◆ Your goal ◆
If a line in the data holds the string "const", list it.

----- Task material

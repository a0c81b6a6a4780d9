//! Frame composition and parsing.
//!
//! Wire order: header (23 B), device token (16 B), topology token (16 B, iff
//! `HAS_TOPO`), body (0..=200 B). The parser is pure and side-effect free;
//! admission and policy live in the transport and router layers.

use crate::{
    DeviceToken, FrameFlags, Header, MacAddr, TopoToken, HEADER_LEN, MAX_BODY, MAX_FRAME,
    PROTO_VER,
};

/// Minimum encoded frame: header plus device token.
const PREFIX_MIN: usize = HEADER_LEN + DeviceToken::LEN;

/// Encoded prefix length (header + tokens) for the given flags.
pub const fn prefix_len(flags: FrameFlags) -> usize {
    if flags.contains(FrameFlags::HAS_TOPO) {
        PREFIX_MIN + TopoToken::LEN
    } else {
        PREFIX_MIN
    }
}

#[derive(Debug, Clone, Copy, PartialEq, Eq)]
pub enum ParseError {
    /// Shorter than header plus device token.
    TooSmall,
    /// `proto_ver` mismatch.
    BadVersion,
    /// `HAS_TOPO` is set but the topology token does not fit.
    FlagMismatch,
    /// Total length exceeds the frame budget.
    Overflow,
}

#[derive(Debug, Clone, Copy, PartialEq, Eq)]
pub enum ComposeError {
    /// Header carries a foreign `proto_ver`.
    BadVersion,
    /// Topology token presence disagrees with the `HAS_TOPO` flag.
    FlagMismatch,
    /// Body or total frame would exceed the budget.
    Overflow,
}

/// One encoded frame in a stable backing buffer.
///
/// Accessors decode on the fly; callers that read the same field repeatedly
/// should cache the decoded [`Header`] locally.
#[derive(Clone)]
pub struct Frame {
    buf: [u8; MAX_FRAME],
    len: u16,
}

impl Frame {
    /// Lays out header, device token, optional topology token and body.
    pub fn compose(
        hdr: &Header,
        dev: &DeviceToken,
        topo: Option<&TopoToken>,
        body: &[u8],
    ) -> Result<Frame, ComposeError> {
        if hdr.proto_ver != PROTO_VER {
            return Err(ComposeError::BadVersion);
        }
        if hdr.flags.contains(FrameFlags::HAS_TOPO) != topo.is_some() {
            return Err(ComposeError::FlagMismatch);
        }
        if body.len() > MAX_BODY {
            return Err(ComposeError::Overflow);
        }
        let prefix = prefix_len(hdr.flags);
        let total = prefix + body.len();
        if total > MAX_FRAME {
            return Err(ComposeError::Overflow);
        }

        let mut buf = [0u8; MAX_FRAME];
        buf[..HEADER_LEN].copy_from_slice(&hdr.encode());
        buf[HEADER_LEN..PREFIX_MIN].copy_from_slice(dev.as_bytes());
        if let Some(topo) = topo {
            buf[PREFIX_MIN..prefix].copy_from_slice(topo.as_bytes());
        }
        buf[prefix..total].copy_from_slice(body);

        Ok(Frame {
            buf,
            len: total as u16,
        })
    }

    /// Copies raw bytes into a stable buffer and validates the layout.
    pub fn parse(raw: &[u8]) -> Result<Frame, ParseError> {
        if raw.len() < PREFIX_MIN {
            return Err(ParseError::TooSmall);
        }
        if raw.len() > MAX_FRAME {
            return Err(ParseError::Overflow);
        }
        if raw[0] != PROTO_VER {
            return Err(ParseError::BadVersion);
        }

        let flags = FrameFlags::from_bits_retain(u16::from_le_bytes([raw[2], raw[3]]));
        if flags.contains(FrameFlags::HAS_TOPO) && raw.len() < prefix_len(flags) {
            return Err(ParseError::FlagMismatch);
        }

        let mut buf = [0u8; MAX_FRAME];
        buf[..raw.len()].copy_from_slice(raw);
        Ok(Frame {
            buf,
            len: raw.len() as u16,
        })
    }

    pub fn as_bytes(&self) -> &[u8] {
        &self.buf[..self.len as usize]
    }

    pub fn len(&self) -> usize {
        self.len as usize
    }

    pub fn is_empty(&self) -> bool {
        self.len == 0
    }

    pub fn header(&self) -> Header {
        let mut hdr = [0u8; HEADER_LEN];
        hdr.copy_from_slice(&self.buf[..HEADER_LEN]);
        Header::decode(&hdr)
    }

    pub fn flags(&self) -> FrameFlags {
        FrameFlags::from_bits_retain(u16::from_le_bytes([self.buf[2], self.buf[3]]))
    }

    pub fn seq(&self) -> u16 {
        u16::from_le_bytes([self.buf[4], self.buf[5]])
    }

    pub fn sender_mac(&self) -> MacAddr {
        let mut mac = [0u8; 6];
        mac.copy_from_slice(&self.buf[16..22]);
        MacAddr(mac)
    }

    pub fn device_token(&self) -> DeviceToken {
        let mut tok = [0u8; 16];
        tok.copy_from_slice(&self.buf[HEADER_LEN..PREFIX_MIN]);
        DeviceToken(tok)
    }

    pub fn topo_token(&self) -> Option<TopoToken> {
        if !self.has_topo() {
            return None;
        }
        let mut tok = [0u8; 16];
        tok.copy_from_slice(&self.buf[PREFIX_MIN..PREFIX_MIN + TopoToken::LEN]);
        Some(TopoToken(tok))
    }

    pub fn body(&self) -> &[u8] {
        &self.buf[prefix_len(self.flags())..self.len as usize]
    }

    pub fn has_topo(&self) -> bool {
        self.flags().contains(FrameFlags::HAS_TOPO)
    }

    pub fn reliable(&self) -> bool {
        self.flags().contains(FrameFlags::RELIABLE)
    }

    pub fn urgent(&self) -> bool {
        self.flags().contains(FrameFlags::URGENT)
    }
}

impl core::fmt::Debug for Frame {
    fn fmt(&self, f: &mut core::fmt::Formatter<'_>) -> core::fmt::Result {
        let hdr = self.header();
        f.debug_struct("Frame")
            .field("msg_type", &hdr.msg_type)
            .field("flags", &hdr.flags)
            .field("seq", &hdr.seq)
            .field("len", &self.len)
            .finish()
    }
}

----------

◆ Response to the task ◆
const PREFIX_MIN: usize = HEADER_LEN + DeviceToken::LEN;
pub const fn prefix_len(flags: FrameFlags) -> usize {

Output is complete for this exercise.